The use of Botox in the pediatric population has not been evaluated for a chronic migraine in a longitudinal study. This retrospective study was carried out to determine the efficacy and safety of onabotulinumtoxin A in the prophylactic treatment of a chronic migraine in the pediatric population.
It is a common experience that a Migraine in children can be difficult to prevent and treat and therefore is a cause of many missed days of school and work for parents or caregivers. Botox has been used off-label to prevent migraines in pediatric patients. It has shown efficacy in small case series and retrospective reviews.
In the study, the authors retrospectively reviewed charts from 10 pediatric patients with a refractory migraine who received Botox for migraine prophylaxis at UC Irvine between 2012 and 2017. All these patients received a median of two treatments. The headache frequency declined from 15.5 days/month to 4 days/month after treatment. Drug-related adverse events were mainly injection site pain, and there were no severe adverse events.
The authors retrospectively evaluated pediatric patients who had been treated with onabotulinumtoxin A in the outpatient pain clinic for chronic migraine. Demographic data and pre- and posttreatment migraine days (frequency), pain scores (intensity), and duration of migraine episodes were collected from patient records.

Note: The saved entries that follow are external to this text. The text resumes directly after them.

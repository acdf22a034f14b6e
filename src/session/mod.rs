//! WebSocket client session.
//!
//! A [`Session`] connects to one peer, exchanges messages with it and closes
//! the connection, reporting every outcome through callbacks.
//!
//! # Lifecycle
//!
//! 1. [`Session::connect`] resolves the host, tries the endpoints in order
//!    under a single deadline and performs the WebSocket upgrade.
//! 2. While open, inbound messages are delivered in arrival order and
//!    [`Session::send`] writes queued messages one at a time.
//! 3. [`Session::close`] runs the close handshake. A connection lost without
//!    a close request is reported to the disconnect callback instead.
//!
//! # Callbacks
//!
//! All callbacks run on the session task. They may call back into a
//! [`Session`] handle; such calls are queued, never re-entrant.
//!
//! # Example
//!
//! ```ignore
//! use network_monitor::Session;
//!
//! let session = Session::builder().host("localhost").port(9000).build()?;
//!
//! let sender = session.clone();
//! session.connect(
//!     move |result| {
//!         if result.is_ok() {
//!             sender.send("hello", |_| {});
//!         }
//!     },
//!     |message| println!("{}", String::from_utf8_lossy(&message)),
//!     |error| eprintln!("connection lost: {error}"),
//! );
//! ```

// ============================================================================
// Imports
// ============================================================================

use crate::error::{Error, Result};

// ============================================================================
// Submodules
// ============================================================================

/// Fluent session construction.
pub mod builder;

/// Session handle.
pub mod core;

/// Per-session task.
mod event_loop;

/// Connection parameters.
pub mod options;

/// Lifecycle states.
pub mod state;

// ============================================================================
// Re-exports
// ============================================================================

pub use builder::SessionBuilder;
pub use self::core::Session;
pub use options::{SessionOptions, read_json_file};
pub use state::State;

// ============================================================================
// Callback Types
// ============================================================================

/// Receives the outcome of [`Session::connect`]. Runs exactly once.
pub type ConnectHandler = Box<dyn FnOnce(Result<()>) + Send>;

/// Receives every inbound message while the session is open.
pub type MessageHandler = Box<dyn FnMut(Vec<u8>) + Send>;

/// Receives the error that ended an open session without a close request.
pub type DisconnectHandler = Box<dyn FnOnce(Error) + Send>;

/// Receives the outcome of one [`Session::send`]. Runs exactly once.
pub type SendHandler = Box<dyn FnOnce(Result<()>) + Send>;

/// Receives the outcome of [`Session::close`]. Runs exactly once.
pub type CloseHandler = Box<dyn FnOnce(Result<()>) + Send>;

Ten patients were included. Median pretreatment to posttreatment headache frequency was 15.5 [8, 29.5] to 4 [2, 10] days/month , durations were 8 to 1 hours, and intensity was 6 to 4. In all no serious adverse events were reported.
The researchers concluded that over a 5-year longitudinal period demonstrates statistically significant improvement from baseline. This is not a controlled study, but pediatric neurologists may benefit from this type of data when considering off-label medications for a migraine.